Denizde… Tabii bu benim gönlümdeki cevap. Hamileyken, henüz daha karnım bile çıkmamışken yüzmeye başlamıştım, spor olsun diye. Kapalı havuzda… Gelin görün ki, İngilizler yanımda rahat rahat yorulmadan yüzerken, deniz suyunun kaldırma gücüne alışmış olan ben havuzda debelendim durdum kenara erişeceğim diye. Eşime sordum; o da zorlandığını söyledi havuzda. Demek ki tek ben değilim… Ee o zaman başlıktaki soruyu tekrar düşününce, havuz demek mantıklısı. Ne kadar yapay ve itici gelse de… Üstelik benim gibi çocukluğunu Ege Denizi‘nin sularında geçirmiş birine…
Dünya’nın birçok ülkesinde anne-bebek yüzme kursları var. Doğumdan sonra anne ne zaman hazırsa yüzme dersine başlayabiliyorlar. Çoğu aile, bebeğin ilk aşıları tamamlanana dek yani 3. ayını bekliyor. Ben oğlum 6 aylıkken başlayabildim ancak. Ocak ayıydı üstelik, havaların ısınmasını beklemedim. İlk günden itibaren çok sevdi suyu. Yaşında ilk brövesini aldı. 18 aylıkken bir üst sınıfa geçtik, hala devam ediyoruz. Birkaç aydır makarna denilen yüzme yardımcısıyla kendi başına yüzebiliyor olimpik havuzun bir ucundan diğerine. Elbette beş santim uzağındayım onu tutmak için ne olur ne olmaz, öyle değil mi?
Yüzmek mükemmel bir beceri. Sudayken kendini karadaki kadar rahat hissetmek küçük yaşta öğrenilebilir ancak. Büyüdükçe birçok su sporu dalı denenebilir; dalış, şnorkel, sörf bunlardan birkaçı. Dahası, Alaz’ın kafasından aşağı su döktüğümdeki neşeli çığlıklarını duymak, yüzüyor diye kollarını, bacaklarını durmaksızın çırpmasını görmek, havuz kenarından deli cesaretiyle kendisini suya atmasını izlemek müthiş eğlenceli. Yüzmeyi yani suyu sevdiği için evde koşa koşa duşa girmesi ve tabii yüzme dersleri ardından güzel ve uzun bir uyku çekmesi de avantajları. Bu ara havuzda su derinliğini 75cm’de tutup çocukların ayaklarını yere basmasını sağlıyorlar. Gerçi Alaz henüz ayaklarının yere değmesi işini pek sevmedi. Sanırım çenesine gelen suda kendini pek güvenli hissetmiyor henüz; ama biliyorum ki yakında ona da alışacak. Tıpkı başta sırtüstü yüzmeyi sevmeyip, şimdilerde zevkle suyu nasıl tekmelediğine baktığı gibi.
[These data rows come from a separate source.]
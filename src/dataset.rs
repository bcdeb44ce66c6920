use anyhow::{bail, Context, Result};
use candle_core::{Device, Tensor};
use std::collections::{BTreeSet, HashMap};
use std::fs;
use std::path::Path;

/// Boundary character marking the start and end of every word.
pub const SENTINEL: char = '.';

/// Character vocabulary for the name dataset.
///
/// The sentinel `'.'` always occupies id 0; the remaining characters are
/// sorted and assigned ids starting at 1, so two vocabularies built from the
/// same word list are identical.
#[derive(Debug, Clone)]
pub struct CharVocab {
    /// Character to token-id mapping
    stoi: HashMap<char, u32>,
    /// Token-id to character mapping
    itos: Vec<char>,
}

impl CharVocab {
    /// Build the vocabulary from a word list.
    pub fn from_words(words: &[String]) -> Self {
        let chars: BTreeSet<char> = words
            .iter()
            .flat_map(|word| word.chars())
            .filter(|&c| c != SENTINEL)
            .collect();

        let mut itos = vec![SENTINEL];
        itos.extend(chars);

        let stoi = itos
            .iter()
            .enumerate()
            .map(|(i, &c)| (c, i as u32))
            .collect();

        CharVocab { stoi, itos }
    }

    /// Number of tokens, sentinel included.
    pub fn len(&self) -> usize {
        self.itos.len()
    }

    pub fn is_empty(&self) -> bool {
        self.itos.is_empty()
    }

    /// Token id of the sentinel character.
    pub fn sentinel_id(&self) -> u32 {
        0
    }

    /// Look up the token id for a character.
    pub fn token_id(&self, c: char) -> Option<u32> {
        self.stoi.get(&c).copied()
    }

    /// Look up the character for a token id.
    pub fn char_for(&self, id: u32) -> Option<char> {
        self.itos.get(id as usize).copied()
    }

    /// Encode a word into token ids, failing on out-of-vocabulary characters.
    pub fn encode(&self, word: &str) -> Result<Vec<u32>> {
        word.chars()
            .map(|c| match self.token_id(c) {
                Some(id) => Ok(id),
                None => bail!("character {:?} is not in the vocabulary", c),
            })
            .collect()
    }

    /// Decode token ids back into a string, dropping unknown ids.
    pub fn decode(&self, ids: &[u32]) -> String {
        ids.iter().filter_map(|&id| self.char_for(id)).collect()
    }
}

/// Read a newline-separated word list from disk.
pub fn read_words<P: AsRef<Path>>(path: P) -> Result<Vec<String>> {
    let text = fs::read_to_string(path.as_ref())
        .with_context(|| format!("failed to read word list {}", path.as_ref().display()))?;

    Ok(text
        .lines()
        .map(str::trim)
        .filter(|line| !line.is_empty())
        .map(str::to_owned)
        .collect())
}

/// Build (context, next-character) training pairs by sliding a window of
/// `block_size` over each word, padded with `block_size` sentinels in front
/// and one sentinel behind.
///
/// `X` holds the contexts (each of length `block_size`), `Y` the token the
/// model should predict after each context.
pub fn build_dataset(
    words: &[String],
    vocab: &CharVocab,
    block_size: usize,
) -> Result<(Vec<Vec<u32>>, Vec<u32>)> {
    if block_size == 0 {
        bail!("block_size must be greater than zero");
    }

    let mut xs = Vec::new();
    let mut ys = Vec::new();

    for word in words {
        let mut ids = vec![vocab.sentinel_id(); block_size];
        ids.extend(vocab.encode(word)?);
        ids.push(vocab.sentinel_id());

        for window in ids.windows(block_size + 1) {
            xs.push(window[..block_size].to_vec());
            ys.push(window[block_size]);
        }
    }

    Ok((xs, ys))
}

/// Upload dataset pairs as tensors: inputs `(N, block_size)`, targets `(N,)`.
pub fn to_tensors(
    xs: &[Vec<u32>],
    ys: &[u32],
    block_size: usize,
    device: &Device,
) -> Result<(Tensor, Tensor)> {
    if xs.len() != ys.len() {
        bail!(
            "dataset is inconsistent: {} contexts but {} targets",
            xs.len(),
            ys.len()
        );
    }

    let flat: Vec<u32> = xs.iter().flatten().copied().collect();
    let inputs = Tensor::from_vec(flat, (xs.len(), block_size), device)?;
    let targets = Tensor::from_vec(ys.to_vec(), (ys.len(),), device)?;
    Ok((inputs, targets))
}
İngiltere’de güneşin parladığı, insanın koşa koşa kendini suya attığı havalar pek nadir bulunur. O nedenle kapalı havuzlar genelde yüzmek için tek şansımız. Tatile, özellikle Türkiye’ye gittiğimizde de deniz tercihimiz elbette. Daha geçen Eylül ayında denizden zorla çıkardığımız oğlumu, Mayıs’ta Bodrum’da denize sokamadık. Su sıcaklığı önemli bir başka etken. Havuza alışan çocuk denize girmez sendromu yaşamamak için denize girmesi için ısrar etmedik; bizim zevkle yüzdüğümüzü gördü, kıyıda düşe kalka oynadı. Belki de yaşı gereği herşeyden korkmaya başladığı için hafif kıpırdanan, serin, engin su kitlesinden ürktü.
Yaşadığınız yerde çocuklar için havuz imkanı yoksa, tatillerde yüzmesi, gerek havuzda gerek denizde vakit geçirmesi önemli. Çocuklar mümkün olduğunca güneş, deniz ve kum üçlüsüyle beraber olsun. Tabii burada belirttiğim bazı konulara dikkat ederek. İyi yüzmeler!